The French banking group Societe Generale, present on the Romanian market with Banca Romana de Dezvoltare, presented a plan to eliminate 1,600 jobs worldwide, mainly in its corporate and investment banking division, in an attempt to increase profitability after poor performance last year, according to Reuters.
Societe Generale said it would remove 750 jobs in France on the basis of a voluntary departure program. Other jobs will be eliminated at foreign subsidiaries, especially in New York and London, for which the French bank may resort to layoffs.
“Since the beginning of February, we have launched a review of all of our activities in the field of finance and investment (BFI), aiming at restoring sufficient returns.

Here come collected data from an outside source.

//! Weekly schedule generation.
//!
//! # Algorithm
//!
//! 1. Resolve the roster (argument, else the company directory) and check
//!    the inputs.
//! 2. Up to `max_attempts` times: build a fresh [`ShowIndex`] and
//!    [`WorkingSchedule`], run the [`AssignmentStrategy`], and validate the
//!    result. The first attempt without critical findings is accepted.
//! 3. If none is accepted, fill what can be filled with the partial
//!    fallback and report the gaps.
//! 4. Assign RED days, flatten to rows, validate once more and collect
//!    statistics.
//!
//! Attempts share nothing but the RNG, so a failed attempt leaves no state
//! behind.
//!
//! # Complexity
//! O(a * s * r * p) where a=attempts, s=shows, r=roles, p=performers.

use chrono::Utc;
use rand::rngs::StdRng;
use rand::{Rng, SeedableRng};
use std::collections::BTreeMap;

use super::partial::fill_partial;
use super::red_day::{assign_red_days, day_off_rows};
use super::strategy::{AssignmentStrategy, GenerationContext, RandomizedGreedy};
use super::{ShowIndex, WorkingSchedule, WorkloadStats};
use crate::config::SchedulerConfig;
use crate::error::ScheduleError;
use crate::models::{Assignment, AutoGenerateResult, CastMember, RoleCatalog, Show};
use crate::roster::CastDirectory;
use crate::validation::{validate_input, ConstraintResult, IssueKind, ScheduleValidator};

/// Generates weekly cast schedules.
///
/// # Example
///
/// ```
/// use cast_rota::models::{CastMember, Gender, Role, Show};
/// use cast_rota::scheduler::CastScheduler;
/// use chrono::{NaiveDate, NaiveTime};
///
/// let tue = NaiveDate::from_ymd_opt(2024, 5, 7).unwrap();
/// let wed = NaiveDate::from_ymd_opt(2024, 5, 8).unwrap();
/// let shows = vec![
///     Show::new("tue-eve", tue, NaiveTime::from_hms_opt(19, 30, 0).unwrap()),
///     Show::day_off("wed-dark", wed),
/// ];
/// let cast: Vec<CastMember> = Role::ALL
///     .iter()
///     .map(|&role| {
///         CastMember::new(format!("{role} lead"))
///             .with_role(role)
///             .with_gender(Gender::Female)
///     })
///     .collect();
///
/// let mut scheduler = CastScheduler::with_seed(7);
/// let result = scheduler.auto_generate(&shows, Some(cast));
/// assert!(result.success);
/// assert!(result.errors.is_empty());
/// assert_eq!(result.assignments_for_show("wed-dark").len(), 8);
/// ```
#[derive(Debug)]
pub struct CastScheduler<R: Rng = StdRng> {
    catalog: RoleCatalog,
    config: SchedulerConfig,
    strategy: Box<dyn AssignmentStrategy>,
    directory: Option<Box<dyn CastDirectory>>,
    rng: R,
}

impl CastScheduler<StdRng> {
    /// Creates a scheduler seeded from the operating system.
    pub fn new() -> Self {
        Self::with_rng(StdRng::from_os_rng())
    }

    /// Creates a scheduler with a fixed seed. Same seed, same inputs, same
    /// schedule.
    pub fn with_seed(seed: u64) -> Self {
        Self::with_rng(StdRng::seed_from_u64(seed))
    }
}

impl Default for CastScheduler<StdRng> {
    fn default() -> Self {
        Self::new()
    }
}

impl<R: Rng> CastScheduler<R> {
    /// Creates a scheduler drawing from `rng`, with the standard catalog and
    /// default limits.
    pub fn with_rng(rng: R) -> Self {
        Self {
            catalog: RoleCatalog::standard(),
            config: SchedulerConfig::default(),
            strategy: Box::new(RandomizedGreedy),
            directory: None,
            rng,
        }
    }

    /// Sets the roles to fill.
    pub fn with_catalog(mut self, catalog: RoleCatalog) -> Self {
        self.catalog = catalog;
        self
    }

    /// Sets limits and the retry budget.
    pub fn with_config(mut self, config: SchedulerConfig) -> Self {
        self.config = config;
        self
    }

    /// Replaces the constructive strategy.
    pub fn with_strategy(mut self, strategy: impl AssignmentStrategy + 'static) -> Self {
        self.strategy = Box::new(strategy);
        self
    }

    /// Sets the directory consulted when no roster is passed.
    pub fn with_directory(mut self, directory: impl CastDirectory + 'static) -> Self {
        self.directory = Some(Box::new(directory));
        self
    }

    /// Roles filled in every show.
    pub fn catalog(&self) -> &RoleCatalog {
        &self.catalog
    }

    /// Limits and retry budget in use.
    pub fn config(&self) -> &SchedulerConfig {
        &self.config
    }

    /// Generates a schedule for one week of shows.
    ///
    /// Never fails outright: problems come back as `success: false` with
    /// messages, or as `errors` next to a best-effort schedule.
    pub fn auto_generate(
        &mut self,
        shows: &[Show],
        cast: Option<Vec<CastMember>>,
    ) -> AutoGenerateResult {
        match self.try_generate(shows, cast) {
            Ok(result) => result,
            Err(ScheduleError::InvalidInput(errors)) => {
                tracing::warn!(count = errors.len(), "rejected invalid input");
                AutoGenerateResult::failure(errors.into_iter().map(|e| e.message).collect())
            }
            Err(e) => {
                tracing::warn!(error = %e, "generation failed");
                AutoGenerateResult::failure(vec![e.to_string()])
            }
        }
    }

    /// Validates assignment rows with this scheduler's catalog and limits.
    pub fn validate(
        &self,
        shows: &[Show],
        cast: &[CastMember],
        assignments: &[Assignment],
    ) -> ConstraintResult {
        let index = ShowIndex::build(shows, self.config.consecutive_gap_days);
        ScheduleValidator::new(&index, cast, &self.catalog, &self.config).validate(assignments)
    }

    fn resolve_cast(
        &self,
        cast: Option<Vec<CastMember>>,
    ) -> Result<Vec<CastMember>, ScheduleError> {
        match cast {
            Some(cast) => Ok(cast),
            None => {
                let directory = self.directory.as_ref().ok_or(ScheduleError::NoRoster)?;
                Ok(directory.active_cast()?)
            }
        }
    }

    fn try_generate(
        &mut self,
        shows: &[Show],
        cast: Option<Vec<CastMember>>,
    ) -> Result<AutoGenerateResult, ScheduleError> {
        let cast = self.resolve_cast(cast)?;
        validate_input(shows, &cast, &self.catalog).map_err(ScheduleError::InvalidInput)?;

        let Self {
            catalog,
            config,
            strategy,
            rng,
            ..
        } = self;
        let catalog: &RoleCatalog = catalog;
        let config: &SchedulerConfig = config;

        let mut accepted = None;
        for attempt in 1..=config.max_attempts {
            let index = ShowIndex::build(shows, config.consecutive_gap_days);
            let ctx = GenerationContext::new(&index, &cast, catalog, config);
            let mut schedule = WorkingSchedule::new(index.len());

            if !strategy.attempt(&ctx, &mut schedule, &mut *rng) {
                tracing::debug!(attempt, "attempt left a role unfilled");
                continue;
            }
            let rows = schedule.to_assignments(&index, &cast, catalog, &BTreeMap::new());
            let check = ScheduleValidator::new(&index, &cast, catalog, config).validate(&rows);
            if check.has_critical_errors() {
                tracing::debug!(attempt, critical = check.critical_count(), "attempt rejected");
                continue;
            }

            tracing::info!(attempt, strategy = strategy.name(), "schedule accepted");
            accepted = Some((index, schedule));
            break;
        }

        let partial = accepted.is_none();
        let (index, mut schedule, mut errors) = match accepted {
            Some((index, schedule)) => (index, schedule, Vec::new()),
            None => {
                tracing::info!(
                    attempts = config.max_attempts,
                    "no attempt succeeded; building partial schedule"
                );
                let index = ShowIndex::build(shows, config.consecutive_gap_days);
                let ctx = GenerationContext::new(&index, &cast, catalog, config);
                let mut schedule = WorkingSchedule::new(index.len());
                let gaps = fill_partial(&ctx, &mut schedule, &mut *rng);
                (index, schedule, gaps)
            }
        };

        let ctx = GenerationContext::new(&index, &cast, catalog, config);
        let plan = assign_red_days(&ctx, &mut schedule);
        if !plan.forced.is_empty() {
            tracing::info!(forced = ?plan.forced, "RED days forced onto working dates");
        }
        let mut assignments = schedule.to_assignments(&index, &cast, catalog, &plan.dates);
        assignments.extend(day_off_rows(&ctx));

        let check = ScheduleValidator::new(&index, &cast, catalog, config).validate(&assignments);
        errors.extend(
            check
                .errors
                .iter()
                // Unfilled slots were already reported by the fallback.
                .filter(|e| {
                    !(partial && matches!(e.kind, IssueKind::Headcount | IssueKind::MissingRole))
                })
                .map(ToString::to_string),
        );
        let mut warnings = plan.warnings;
        warnings.extend(check.warning_messages());

        let success = !partial || index.is_empty() || schedule.filled_slots() > 0;
        let stats = WorkloadStats::calculate(&assignments, &index, &cast);
        tracing::info!(
            success,
            partial,
            errors = errors.len(),
            spread = stats.spread(),
            "generation finished"
        );
        let generation_id = uuid::Builder::from_random_bytes(rng.random()).into_uuid();

        Ok(AutoGenerateResult {
            success,
            assignments,
            errors,
            warnings,
            day_off_stats: stats.day_off_stats(),
            generation_id: Some(generation_id),
            generated_at: Some(Utc::now()),
        })
    }
}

We maintain our voluntary departure policy,” said Societe Generale CEO Séverin Cabannes.
Two months ago, Societe Generale’s general manager, Frederic Oudea, said the bank would cut costs by EUR 500 million in the corporate and investment banking division after weak earnings in the fourth quarter of 2018 forced it to revise profitability and revenue growth targets.
In 2017, Societe Generale announced that it is withdrawing from Central and Eastern European countries (CEE) where it is not in the top three of the market share, namely Bulgaria, Serbia, Macedonia, the Republic of Moldova and Montenegro. So far, the French group has sold its subsidiaries in Serbia, Bulgaria, Albania, Macedonia and Montenegro, as well as businesses in Belgium and South Africa.
Societe Generale, one of the largest European financial services groups, has 149,000 employees and 32 million customers worldwide.